The unity between the Conservatives and Liberal Democrats showed its first signs of cracking as Tory backbenchers began to question the Government's policies on electoral reform, Europe and a controversial plan to change the Commons rules to prevent a General Election being triggered.
Although the first meeting of the Cabinet was good humoured, reality dawned with appeals for any differences between the two partners to be kept private. A committee, jointly chaired by Mr Cameron and Mr Clegg, will be set up to resolve them.
Lord Heseltine, the Tory former Deputy Prime Minister, said the inevitable public spending cuts would cause “terrible strains” between the two coalition parties and within them. “We are living in a false dawn,” he said. “The sun is shining. Let's enjoy it. It is not going to last very long. There is a rocky road ahead.”

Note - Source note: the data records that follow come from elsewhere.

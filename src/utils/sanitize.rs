use serde_json::Value;

/// Masks sensitive fields in JSON payloads before they are logged.
pub fn sanitize_json(value: &Value) -> Value {
    match value {
        Value::Object(map) => {
            let mut sanitized = serde_json::Map::new();
            for (key, val) in map {
                let sanitized_val = if is_sensitive_field(key) {
                    mask_value(val)
                } else {
                    sanitize_json(val)
                };
                sanitized.insert(key.clone(), sanitized_val);
            }
            Value::Object(sanitized)
        }
        Value::Array(arr) => Value::Array(arr.iter().map(sanitize_json).collect()),
        _ => value.clone(),
    }
}

fn is_sensitive_field(key: &str) -> bool {
    matches!(
        key.to_lowercase().as_str(),
        "authorization"
            | "password"
            | "secret"
            | "secret_key"
            | "token"
            | "api_key"
            | "card"
            | "card_number"
            | "phone"
    )
}

fn mask_value(value: &Value) -> Value {
    match value {
        Value::String(s) if s.chars().count() > 8 => {
            let chars: Vec<char> = s.chars().collect();
            let head: String = chars[..4].iter().collect();
            let tail: String = chars[chars.len() - 4..].iter().collect();
            Value::String(format!("{}****{}", head, tail))
        }
        _ => Value::String("****".to_string()),
    }
}
impl TransactionLedger {
    pub fn new(store: Arc<dyn PaymentStore>, amounts: AmountConverter, clock: Arc<dyn Clock>) -> Self {
        Self {
            store,
            amounts,
            clock,
        }
    }

    /// Read-only pre-authorisation. `Ok` means the processor may proceed.
    pub async fn check_perform_transaction(
        &self,
        order_ref: &OrderRef,
        amount: i64,
    ) -> Result<(), PaymentError> {
        let order_id = order_ref.resolve()?;
        let order = self
            .store
            .find_order(order_id)
            .await?
            .ok_or_else(|| PaymentError::OrderNotFound(order_id.to_string()))?;

        ensure_payable(&self.amounts, &order, amount)
    }

    /// Links a new processor transaction to the order, or replays the
    /// original creation when `transaction_id` is already known.
    pub async fn create_transaction(
        &self,
        order_ref: &OrderRef,
        transaction_id: &str,
        create_time: i64,
        amount: i64,
    ) -> Result<Transaction, PaymentError> {
        if let Some(existing) = self.store.find_transaction(transaction_id).await? {
            if order_ref != &OrderRef::Id(existing.order_id) {
                warn!(
                    transaction_id,
                    order_id = existing.order_id,
                    requested = ?order_ref,
                    "Repeated CreateTransaction names a different order"
                );
            }
            debug!(transaction_id, "Replaying transaction creation");
            return Ok(existing);
        }

        let order_id = order_ref.resolve()?;
        let amounts = self.amounts;
        let decide = |snapshot: &mut PaymentSnapshot| -> Result<(), PaymentError> {
            let linked = snapshot
                .transaction
                .as_ref()
                .map(|tx| tx.id.clone())
                .or_else(|| snapshot.order.transaction_id.clone());

            match linked {
                Some(linked) if linked == transaction_id => return Ok(()),
                Some(linked) => {
                    return Err(PaymentError::OrderLinkedElsewhere {
                        order_id: snapshot.order.id,
                        linked,
                    });
                }
                None => {}
            }

            ensure_payable(&amounts, &snapshot.order, amount)?;

            snapshot.transaction = Some(Transaction::created(
                transaction_id.to_string(),
                snapshot.order.id,
                snapshot.order.amount.clone(),
                create_time,
            ));
            snapshot.order.transaction_id = Some(transaction_id.to_string());
            snapshot.order.transaction_created_at = millis_to_datetime(create_time);
            snapshot.order.payment_status = PaymentStatus::Pending;
            Ok(())
        };

        match self.store.modify_order(order_id, &decide).await {
            Ok(snapshot) => {
                let tx = snapshot.transaction.ok_or_else(|| {
                    StoreError::Conflict(format!("order {} lost its transaction link", order_id))
                })?;
                info!(
                    transaction_id,
                    order_id,
                    create_time = tx.create_time,
                    "Transaction created"
                );
                Ok(tx)
            }
            // Another delivery inserted the same transaction id first.
            Err(PaymentError::Store(StoreError::Conflict(reason))) => {
                debug!(transaction_id, %reason, "Lost creation race, replaying winner");
                self.store
                    .find_transaction(transaction_id)
                    .await?
                    .ok_or_else(|| PaymentError::Store(StoreError::Conflict(reason)))
            }
            Err(e) => Err(e),
        }
    }

    /// `Created -> Completed`; marks the order paid and active. Repeated calls
    /// return the first perform time.
    pub async fn perform_transaction(&self, transaction_id: &str) -> Result<Transaction, PaymentError> {
        let now = self.clock.now_millis();
        let decide = |snapshot: &mut PaymentSnapshot| -> Result<(), PaymentError> {
            let tx = snapshot
                .transaction
                .as_mut()
                .ok_or_else(|| PaymentError::TransactionNotFound(transaction_id.to_string()))?;

            match tx.perform(now) {
                Ok(Transition::Applied) => {
                    snapshot.order.status = OrderStatus::Active;
                    snapshot.order.payment_status = PaymentStatus::Paid;
                    snapshot.order.paid_at = millis_to_datetime(now);
                    Ok(())
                }
                Ok(Transition::Replayed) => Ok(()),
                Err(NotPerformable(state)) => Err(PaymentError::NotPerformable {
                    id: transaction_id.to_string(),
                    state,
                }),
            }
        };

        let snapshot = self.store.modify_transaction(transaction_id, &decide).await?;
        let tx = linked_transaction(snapshot, transaction_id)?;
        if tx.perform_time == Some(now) {
            info!(transaction_id, order_id = tx.order_id, perform_time = now, "Transaction performed");
        } else {
            debug!(transaction_id, "Replaying transaction perform");
        }
        Ok(tx)
    }

    /// Cancels from either live state and marks the order cancelled. Repeated
    /// calls return the first cancel time, state and reason.
    pub async fn cancel_transaction(
        &self,
        transaction_id: &str,
        reason: i32,
    ) -> Result<Transaction, PaymentError> {
        let now = self.clock.now_millis();
        let decide = |snapshot: &mut PaymentSnapshot| -> Result<(), PaymentError> {
            let tx = snapshot
                .transaction
                .as_mut()
                .ok_or_else(|| PaymentError::TransactionNotFound(transaction_id.to_string()))?;

            if tx.cancel(now, reason) == Transition::Applied {
                snapshot.order.status = OrderStatus::Cancelled;
                snapshot.order.payment_status = PaymentStatus::Failed;
            }
            Ok(())
        };

        let snapshot = self.store.modify_transaction(transaction_id, &decide).await?;
        let tx = linked_transaction(snapshot, transaction_id)?;
        if tx.cancel_time == Some(now) {
            info!(
                transaction_id,
                order_id = tx.order_id,
                state = tx.state.code(),
                reason,
                "Transaction cancelled"
            );
        } else {
            debug!(transaction_id, "Replaying transaction cancel");
        }
        Ok(tx)
    }

    pub async fn check_transaction(&self, transaction_id: &str) -> Result<Transaction, PaymentError> {
        self.store
            .find_transaction(transaction_id)
            .await?
            .ok_or_else(|| PaymentError::TransactionNotFound(transaction_id.to_string()))
    }
}
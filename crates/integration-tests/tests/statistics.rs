//! The statistics report over a creation-date range.

#![allow(clippy::unwrap_used)]

use axum::http::StatusCode;
use chrono::{TimeZone, Utc};
use serde_json::json;

use newsdesk_api::db;
use newsdesk_api::models::ArticleDraft;
use newsdesk_integration_tests::TestApp;

#[tokio::test]
async fn test_report_counts_and_groups() {
    let app = TestApp::new().await;
    let admin = app.admin_token().await;
    let (author, staff) = app.staff(&admin, "desk@newsdesk.org").await;
    let politics = app.create_category(&admin, "Politics").await;
    let vote = app.create_tag(&admin, "vote").await;

    for title in ["One", "Two"] {
        app.create_article(
            &staff,
            json!({"newsTitle": title, "headline": "h", "categoryId": politics, "tagIds": [vote]}),
        )
        .await;
    }
    app.create_article(&admin, json!({"newsTitle": "Three", "headline": "h"}))
        .await;

    let (status, body) = app.get("/odata/newsstatistics", Some(&admin)).await;

    assert_eq!(status, StatusCode::OK, "{body}");
    let report = &body["data"];
    assert_eq!(report["totalNewsCount"], 3);
    assert_eq!(report["totalAuthorsCount"], 1);
    assert_eq!(report["newsList"].as_array().unwrap().len(), 3);
    assert_eq!(
        report["authorStats"],
        json!([{"authorId": author, "authorName": "Desk Editor", "articleCount": 2}])
    );
    assert_eq!(report["categoryStats"][0]["articleCount"], 2);
    assert_eq!(report["tagStats"][0]["tagId"], vote);
}

#[tokio::test]
async fn test_report_is_idempotent() {
    let app = TestApp::new().await;
    let admin = app.admin_token().await;
    let (_, first) = app.staff(&admin, "first@newsdesk.org").await;
    let (_, second) = app.staff(&admin, "second@newsdesk.org").await;
    let world = app.create_category(&admin, "World").await;
    let sport = app.create_category(&admin, "Sport").await;
    let red = app.create_tag(&admin, "red").await;
    let blue = app.create_tag(&admin, "blue").await;

    // Every author, category and tag ends up with two articles
    for (token, category, tag) in [
        (&first, world, red),
        (&second, sport, blue),
        (&first, sport, red),
        (&second, world, blue),
    ] {
        app.create_article(
            token,
            json!({"newsTitle": "Tied", "headline": "h", "categoryId": category, "tagIds": [tag]}),
        )
        .await;
    }

    let (status, first_report) = app.get("/odata/newsstatistics", Some(&admin)).await;
    let (_, second_report) = app.get("/odata/newsstatistics", Some(&admin)).await;

    assert_eq!(status, StatusCode::OK);
    for group in ["authorStats", "categoryStats", "tagStats"] {
        let stats = first_report["data"][group].as_array().unwrap();
        assert_eq!(stats.len(), 2, "{group}");
        assert!(stats.iter().all(|g| g["articleCount"] == 2), "{group}");
    }
    assert_eq!(first_report, second_report);
}

#[tokio::test]
async fn test_inverted_range_is_rejected() {
    let app = TestApp::new().await;
    let admin = app.admin_token().await;

    let (status, body) = app
        .get(
            "/odata/newsstatistics?startDate=2024-06-01&endDate=2024-05-01",
            Some(&admin),
        )
        .await;

    assert_eq!(status, StatusCode::BAD_REQUEST);
    assert!(body["data"].is_null());

    let (status, _) = app
        .get("/odata/newsstatistics?startDate=yesterday", Some(&admin))
        .await;
    assert_eq!(status, StatusCode::BAD_REQUEST);
}

#[tokio::test]
async fn test_end_date_covers_the_whole_day() {
    let app = TestApp::new().await;
    let admin = app.admin_token().await;

    let late_evening = Utc.with_ymd_and_hms(2024, 6, 1, 23, 59, 0).unwrap();
    {
        let mut conn = app.pool.acquire().await.unwrap();
        db::articles::insert(
            &mut conn,
            &ArticleDraft {
                title: "Late edition".to_string(),
                headline: "Filed at midnight".to_string(),
                content: None,
                source: None,
                category_id: None,
                is_published: true,
            },
            None,
            late_evening,
        )
        .await
        .unwrap();
    }

    let (status, body) = app
        .get(
            "/odata/newsstatistics?startDate=2024-06-01&endDate=2024-06-01",
            Some(&admin),
        )
        .await;
    assert_eq!(status, StatusCode::OK, "{body}");
    assert_eq!(body["data"]["totalNewsCount"], 1);

    let (_, body) = app
        .get(
            "/odata/newsstatistics?startDate=2024-05-01&endDate=2024-05-31",
            Some(&admin),
        )
        .await;
    assert_eq!(body["data"]["totalNewsCount"], 0);

    // Empty parameters mean an open range
    let (status, body) = app
        .get("/odata/newsstatistics?startDate=&endDate=", Some(&admin))
        .await;
    assert_eq!(status, StatusCode::OK);
    assert_eq!(body["data"]["totalNewsCount"], 1);
}
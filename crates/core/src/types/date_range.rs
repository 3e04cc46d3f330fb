//! Reporting date ranges with end-of-day inclusive upper bounds.

use chrono::{DateTime, Days, NaiveDate, NaiveTime, Utc};
use serde::Serialize;

/// Errors that can occur when building a [`DateRange`].
#[derive(thiserror::Error, Debug, Clone, PartialEq, Eq)]
pub enum DateRangeError {
    #[error("End date cannot be earlier than start date")]
    EndBeforeStart,
    #[error("invalid date '{0}', expected YYYY-MM-DD or an RFC 3339 timestamp")]
    InvalidDate(String),
}

/// An optional `[start, end]` window over article creation timestamps.
///
/// `end` is day-granular: every timestamp on the end date is inside the range,
/// so the exclusive upper bound is midnight of the following day.
#[derive(Debug, Clone, Copy, PartialEq, Eq, Default, Serialize)]
#[serde(rename_all = "camelCase")]
pub struct DateRange {
    start_date: Option<DateTime<Utc>>,
    end_date: Option<DateTime<Utc>>,
}

impl DateRange {
    /// Build a range from optional bounds.
    ///
    /// # Errors
    ///
    /// Returns `DateRangeError::EndBeforeStart` when both bounds are present
    /// and `end < start`.
    pub fn new(
        start: Option<DateTime<Utc>>,
        end: Option<DateTime<Utc>>,
    ) -> Result<Self, DateRangeError> {
        if matches!((start, end), (Some(start), Some(end)) if end < start) {
            return Err(DateRangeError::EndBeforeStart);
        }
        Ok(Self {
            start_date: start,
            end_date: end,
        })
    }

    /// Parse optional query-string bounds (see [`parse_bound`]) and build a range.
    ///
    /// # Errors
    ///
    /// Returns `DateRangeError::InvalidDate` for unparseable input or
    /// `DateRangeError::EndBeforeStart` for an inverted range.
    pub fn parse(start: Option<&str>, end: Option<&str>) -> Result<Self, DateRangeError> {
        let start = start.map(parse_bound).transpose()?;
        let end = end.map(parse_bound).transpose()?;
        Self::new(start, end)
    }

    /// A range with no bounds.
    #[must_use]
    pub const fn unbounded() -> Self {
        Self {
            start_date: None,
            end_date: None,
        }
    }

    #[must_use]
    pub const fn start(&self) -> Option<DateTime<Utc>> {
        self.start_date
    }

    #[must_use]
    pub const fn end(&self) -> Option<DateTime<Utc>> {
        self.end_date
    }

    /// Inclusive lower bound for queries.
    #[must_use]
    pub const fn lower_bound(&self) -> Option<DateTime<Utc>> {
        self.start_date
    }

    /// Exclusive upper bound for queries: midnight after the end date.
    #[must_use]
    pub fn upper_bound_exclusive(&self) -> Option<DateTime<Utc>> {
        self.end_date.map(|end| {
            let next_day = end
                .date_naive()
                .checked_add_days(Days::new(1))
                .unwrap_or(NaiveDate::MAX);
            next_day.and_time(NaiveTime::MIN).and_utc()
        })
    }

    /// Whether a timestamp falls inside the range.
    #[must_use]
    pub fn contains(&self, at: DateTime<Utc>) -> bool {
        let after_start = self.lower_bound().is_none_or(|start| at >= start);
        let before_end = self.upper_bound_exclusive().is_none_or(|end| at < end);
        after_start && before_end
    }
}

/// Parse a single bound: `YYYY-MM-DD` (midnight UTC) or a full RFC 3339 timestamp.
///
/// # Errors
///
/// Returns `DateRangeError::InvalidDate` if neither form matches.
pub fn parse_bound(raw: &str) -> Result<DateTime<Utc>, DateRangeError> {
    let raw = raw.trim();
    if let Ok(date) = NaiveDate::parse_from_str(raw, "%Y-%m-%d") {
        return Ok(date.and_time(NaiveTime::MIN).and_utc());
    }
    DateTime::parse_from_rfc3339(raw)
        .map(|dt| dt.with_timezone(&Utc))
        .map_err(|_| DateRangeError::InvalidDate(raw.to_owned()))
}

#[cfg(test)]
#[allow(clippy::unwrap_used)]
mod tests {
    use super::*;
    use chrono::TimeZone;

    fn at(y: i32, m: u32, d: u32, h: u32, min: u32) -> DateTime<Utc> {
        Utc.with_ymd_and_hms(y, m, d, h, min, 0).unwrap()
    }

    #[test]
    fn test_end_before_start_is_rejected() {
        let result = DateRange::parse(Some("2024-06-01"), Some("2024-05-01"));
        assert_eq!(result, Err(DateRangeError::EndBeforeStart));
    }

    #[test]
    fn test_same_day_range_is_valid() {
        assert!(DateRange::parse(Some("2024-06-01"), Some("2024-06-01")).is_ok());
    }

    #[test]
    fn test_end_of_day_is_inclusive() {
        let late = at(2024, 6, 1, 23, 59);

        let includes = DateRange::parse(None, Some("2024-06-01")).unwrap();
        assert!(includes.contains(late));

        let excludes = DateRange::parse(None, Some("2024-05-31")).unwrap();
        assert!(!excludes.contains(late));
    }

    #[test]
    fn test_upper_bound_is_next_midnight() {
        let range = DateRange::parse(None, Some("2024-02-29")).unwrap();
        assert_eq!(range.upper_bound_exclusive(), Some(at(2024, 3, 1, 0, 0)));
    }

    #[test]
    fn test_start_bound_is_inclusive() {
        let range = DateRange::parse(Some("2024-06-01"), None).unwrap();
        assert!(range.contains(at(2024, 6, 1, 0, 0)));
        assert!(!range.contains(at(2024, 5, 31, 23, 59)));
    }

    #[test]
    fn test_unbounded_contains_everything() {
        assert!(DateRange::unbounded().contains(at(1970, 1, 1, 0, 0)));
    }

    #[test]
    fn test_parse_accepts_rfc3339() {
        let parsed = parse_bound("2024-06-01T10:30:00+02:00").unwrap();
        assert_eq!(parsed, at(2024, 6, 1, 8, 30));
    }

    #[test]
    fn test_parse_rejects_garbage() {
        assert!(matches!(
            parse_bound("yesterday"),
            Err(DateRangeError::InvalidDate(_))
        ));
    }
}
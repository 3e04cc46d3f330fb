//! Unified error handling for the API.
//!
//! Every failure leaves the server as the standard response envelope
//! (`{statusCode, message, data: null}`), see [`crate::response`].

use axum::{
    extract::rejection::{JsonRejection, PathRejection, QueryRejection},
    http::StatusCode,
    response::{IntoResponse, Response},
};
use thiserror::Error;

use crate::db::RepositoryError;
use crate::response::ApiResponse;

pub const UNAUTHORIZED_MESSAGE: &str = "Unauthorized: Access token is missing or invalid.";
pub const FORBIDDEN_MESSAGE: &str =
    "Forbidden: You do not have permission to access this resource.";
pub const INTERNAL_MESSAGE: &str = "An unexpected error occurred.";

/// Application-level error type.
#[derive(Debug, Error)]
pub enum AppError {
    /// Database operation failed unexpectedly.
    #[error("Database error: {0}")]
    Database(#[source] RepositoryError),

    /// Resource not found.
    #[error("Not found: {0}")]
    NotFound(String),

    /// Uniqueness violation or delete blocked by a reference.
    #[error("Conflict: {0}")]
    Conflict(String),

    /// Malformed input, invalid range, or a rejected self-service change.
    #[error("Bad request: {0}")]
    BadRequest(String),

    /// Missing or invalid bearer token.
    #[error("Unauthorized: {0}")]
    Unauthorized(String),

    /// Valid token, insufficient role.
    #[error("Forbidden: {0}")]
    Forbidden(String),

    /// Internal server error.
    #[error("Internal error: {0}")]
    Internal(String),
}

impl AppError {
    /// HTTP status for this error.
    #[must_use]
    pub const fn status_code(&self) -> StatusCode {
        match self {
            Self::Database(_) | Self::Internal(_) => StatusCode::INTERNAL_SERVER_ERROR,
            Self::NotFound(_) => StatusCode::NOT_FOUND,
            Self::Conflict(_) | Self::BadRequest(_) => StatusCode::BAD_REQUEST,
            Self::Unauthorized(_) => StatusCode::UNAUTHORIZED,
            Self::Forbidden(_) => StatusCode::FORBIDDEN,
        }
    }

    /// Message shown to the client. Internal details are never exposed.
    #[must_use]
    pub fn client_message(&self) -> String {
        match self {
            Self::Database(_) | Self::Internal(_) => INTERNAL_MESSAGE.to_string(),
            Self::Unauthorized(_) => UNAUTHORIZED_MESSAGE.to_string(),
            Self::Forbidden(_) => FORBIDDEN_MESSAGE.to_string(),
            Self::NotFound(msg) | Self::Conflict(msg) | Self::BadRequest(msg) => msg.clone(),
        }
    }
}

impl From<RepositoryError> for AppError {
    fn from(err: RepositoryError) -> Self {
        match err {
            RepositoryError::Conflict(msg) => Self::Conflict(msg),
            RepositoryError::NotFound => Self::NotFound("Resource not found".to_string()),
            other => Self::Database(other),
        }
    }
}

impl From<JsonRejection> for AppError {
    fn from(rejection: JsonRejection) -> Self {
        Self::BadRequest(rejection.body_text())
    }
}

impl From<PathRejection> for AppError {
    fn from(rejection: PathRejection) -> Self {
        Self::BadRequest(rejection.body_text())
    }
}

impl From<QueryRejection> for AppError {
    fn from(rejection: QueryRejection) -> Self {
        Self::BadRequest(rejection.body_text())
    }
}

impl IntoResponse for AppError {
    fn into_response(self) -> Response {
        // Log server errors with Sentry
        if matches!(self, Self::Database(_) | Self::Internal(_)) {
            let event_id = sentry::capture_error(&self);
            tracing::error!(
                error = %self,
                sentry_event_id = %event_id,
                "Request failed"
            );
        } else {
            tracing::debug!(error = %self, "Request rejected");
        }

        ApiResponse::<()>::failure(self.status_code(), self.client_message()).into_response()
    }
}
//! Account email address type.

use core::fmt;

use serde::{Deserialize, Serialize};

/// Errors that can occur when parsing an [`Email`].
#[derive(thiserror::Error, Debug, Clone, PartialEq, Eq)]
pub enum EmailError {
    /// The input string is empty.
    #[error("email cannot be empty")]
    Empty,
    /// The input string is too long.
    #[error("email must be at most {max} characters")]
    TooLong {
        /// Maximum allowed length.
        max: usize,
    },
    /// The input contains whitespace.
    #[error("email cannot contain whitespace")]
    Whitespace,
    /// The input does not contain exactly one @ symbol.
    #[error("email must contain a single @ symbol")]
    MissingAtSymbol,
    /// The local part (before @) is empty.
    #[error("email local part cannot be empty")]
    EmptyLocalPart,
    /// The domain part (after @) is empty.
    #[error("email domain cannot be empty")]
    EmptyDomain,
}

/// An account email address.
///
/// Emails are compared exactly (case-sensitive) for uniqueness, the same way
/// the `system_account.email` column compares them. The only case-insensitive
/// comparison is [`Email::matches_ignore_case`], used for the configured admin.
///
/// ## Constraints
///
/// - Length: 1-70 characters (account email column width)
/// - No whitespace
/// - Exactly one @ symbol with non-empty local part and domain
///
/// ## Examples
///
/// ```
/// use newsdesk_core::Email;
///
/// assert!(Email::parse("editor@newsdesk.org").is_ok());
/// assert!(Email::parse("").is_err());
/// assert!(Email::parse("no-at-symbol").is_err());
/// assert!(Email::parse("a b@c.d").is_err());
/// ```
#[derive(Debug, Clone, Serialize, Deserialize, PartialEq, Eq, Hash)]
#[serde(try_from = "String", into = "String")]
pub struct Email(String);

impl Email {
    /// Maximum length of an account email address.
    pub const MAX_LENGTH: usize = 70;

    /// Parse an `Email` from a string. Surrounding whitespace is trimmed.
    ///
    /// # Errors
    ///
    /// Returns an error if the trimmed input is empty, too long, contains
    /// whitespace, or is not of the form `local@domain`.
    pub fn parse(s: &str) -> Result<Self, EmailError> {
        let s = s.trim();
        if s.is_empty() {
            return Err(EmailError::Empty);
        }

        if s.chars().count() > Self::MAX_LENGTH {
            return Err(EmailError::TooLong {
                max: Self::MAX_LENGTH,
            });
        }

        if s.chars().any(char::is_whitespace) {
            return Err(EmailError::Whitespace);
        }

        let (local, domain) = s.split_once('@').ok_or(EmailError::MissingAtSymbol)?;
        if domain.contains('@') {
            return Err(EmailError::MissingAtSymbol);
        }
        if local.is_empty() {
            return Err(EmailError::EmptyLocalPart);
        }
        if domain.is_empty() {
            return Err(EmailError::EmptyDomain);
        }

        Ok(Self(s.to_owned()))
    }

    /// Returns the email address as a string slice.
    #[must_use]
    pub fn as_str(&self) -> &str {
        &self.0
    }

    /// Consumes the `Email` and returns its inner string.
    #[must_use]
    pub fn into_inner(self) -> String {
        self.0
    }

    /// Case-insensitive comparison against a raw string.
    #[must_use]
    pub fn matches_ignore_case(&self, other: &str) -> bool {
        self.0.eq_ignore_ascii_case(other.trim())
    }
}

impl fmt::Display for Email {
    fn fmt(&self, f: &mut fmt::Formatter<'_>) -> fmt::Result {
        write!(f, "{}", self.0)
    }
}

impl std::str::FromStr for Email {
    type Err = EmailError;

    fn from_str(s: &str) -> Result<Self, Self::Err> {
        Self::parse(s)
    }
}

impl TryFrom<String> for Email {
    type Error = EmailError;

    fn try_from(value: String) -> Result<Self, Self::Error> {
        Self::parse(&value)
    }
}

impl From<Email> for String {
    fn from(email: Email) -> Self {
        email.0
    }
}

impl AsRef<str> for Email {
    fn as_ref(&self) -> &str {
        &self.0
    }
}
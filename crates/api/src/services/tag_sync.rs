//! Article tag reconciliation.
//!
//! The stored tag set of an article is made equal to the requested list:
//! unknown tag IDs are dropped, duplicates collapse, and the result fully
//! replaces whatever was attached before. The change is applied as a diff
//! (detach removed, attach added) on the caller's transaction, so tags that
//! survive the update are never removed, even briefly.

use std::collections::{BTreeSet, HashSet};

use sqlx::SqliteConnection;

use newsdesk_core::{ArticleId, TagId};

use crate::db::{RepositoryError, articles};

/// The difference between the attached and the requested tag sets.
#[derive(Debug, Clone, PartialEq, Eq)]
pub struct TagPlan {
    /// Final tag set, ascending.
    pub target: Vec<TagId>,
    /// Tags to attach (requested, known, not yet attached).
    pub attach: Vec<TagId>,
    /// Tags to detach (attached, no longer requested).
    pub detach: Vec<TagId>,
}

impl TagPlan {
    /// Compute the plan. `known` is the set of tag IDs that exist.
    #[must_use]
    pub fn new(current: &[TagId], requested: &[TagId], known: &HashSet<TagId>) -> Self {
        let target: BTreeSet<TagId> = requested
            .iter()
            .copied()
            .filter(|id| known.contains(id))
            .collect();
        let current: BTreeSet<TagId> = current.iter().copied().collect();

        Self {
            attach: target.difference(&current).copied().collect(),
            detach: current.difference(&target).copied().collect(),
            target: target.into_iter().collect(),
        }
    }

    #[must_use]
    pub fn is_noop(&self) -> bool {
        self.attach.is_empty() && self.detach.is_empty()
    }
}

/// Make the article's tags exactly the known subset of `requested`.
///
/// Must run inside the transaction that created or updated the article row.
///
/// # Errors
///
/// Returns `RepositoryError::Database` if any statement fails; the caller's
/// transaction then rolls back as a whole.
pub async fn sync_article_tags(
    conn: &mut SqliteConnection,
    article: ArticleId,
    requested: &[TagId],
) -> Result<Vec<TagId>, RepositoryError> {
    let known = articles::existing_tag_ids(&mut *conn, requested).await?;
    let current = articles::attached_tag_ids(&mut *conn, article).await?;
    let plan = TagPlan::new(&current, requested, &known);

    if plan.is_noop() {
        return Ok(plan.target);
    }

    for tag in &plan.detach {
        articles::detach_tag(&mut *conn, article, *tag).await?;
    }
    for tag in &plan.attach {
        articles::attach_tag(&mut *conn, article, *tag).await?;
    }

    tracing::debug!(
        article_id = %article,
        attached = plan.attach.len(),
        detached = plan.detach.len(),
        "Article tags reconciled"
    );

    Ok(plan.target)
}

Tory MPs questioned the plan for the coalition to last for five years and doubted it would survive until the next General Election.
Richard Drax, the new Tory MP for South Dorset, said he had grave concerns about how long the agreement would last. Although he could see why it had been made in the national interest, he added: “I have severe reservations about how long a coalition with the Lib Dems can last and about the consequences for our party in the long term.”
Ian Liddell-Grainger, Tory MP for Bridgwater, said the coalition would do well to last two years. “I think if it lasts a couple of years, this Government has done well. The Lib Dems will find it more difficult to take criticism than we will.”
Some Tory MPs privately threatened to vote against a Bill to call a referendum on the use of the alternative vote system for Commons elections.